----- SUPPLIED MATERIAL

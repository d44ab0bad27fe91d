use std::sync::Arc;

use async_trait::async_trait;

use crate::domain::errors::RepositoryError;
use crate::domain::logger::Logger;
use crate::domain::plan::errors::PlanError;
use crate::domain::plan::model::WeeklyPlan;
use crate::domain::plan::repository::PlanRepository;
use crate::domain::plan::use_cases::get_by_id::{GetWeeklyPlanParams, GetWeeklyPlanUseCase};

pub struct GetWeeklyPlanUseCaseImpl {
    pub repository: Arc<dyn PlanRepository>,
    pub logger: Arc<dyn Logger>,
}

#[async_trait]
impl GetWeeklyPlanUseCase for GetWeeklyPlanUseCaseImpl {
    async fn execute(&self, params: GetWeeklyPlanParams) -> Result<WeeklyPlan, PlanError> {
        self.logger
            .info(&format!("Fetching weekly plan by id: {}", params.id));

        let plan = self
            .repository
            .get_by_id(params.id, &params.user_id)
            .await
            .map_err(|e| match e {
                RepositoryError::NotFound => PlanError::NotFound,
                other => PlanError::Repository(other),
            })?;

        Ok(plan)
    }
}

----------

** EXERCISE AIM **
Please return the whole listing, line for line, exactly.

** RESPONSE FOR THIS EXERCISE **
repository d44ab0bad27fe91d
use std::sync::Arc;

use async_trait::async_trait;

use crate::domain::errors::RepositoryError;
use crate::domain::logger::Logger;
use crate::domain::plan::errors::PlanError;
use crate::domain::plan::model::WeeklyPlan;
use crate::domain::plan::repository::PlanRepository;
use crate::domain::plan::use_cases::get_by_id::{GetWeeklyPlanParams, GetWeeklyPlanUseCase};

pub struct GetWeeklyPlanUseCaseImpl {
    pub repository: Arc<dyn PlanRepository>,
    pub logger: Arc<dyn Logger>,
}

#[async_trait]
impl GetWeeklyPlanUseCase for GetWeeklyPlanUseCaseImpl {
    async fn execute(&self, params: GetWeeklyPlanParams) -> Result<WeeklyPlan, PlanError> {
        self.logger
            .info(&format!("Fetching weekly plan by id: {}", params.id));

        let plan = self
            .repository
            .get_by_id(params.id, &params.user_id)
            .await
            .map_err(|e| match e {
                RepositoryError::NotFound => PlanError::NotFound,
                other => PlanError::Repository(other),
            })?;

        Ok(plan)
    }
}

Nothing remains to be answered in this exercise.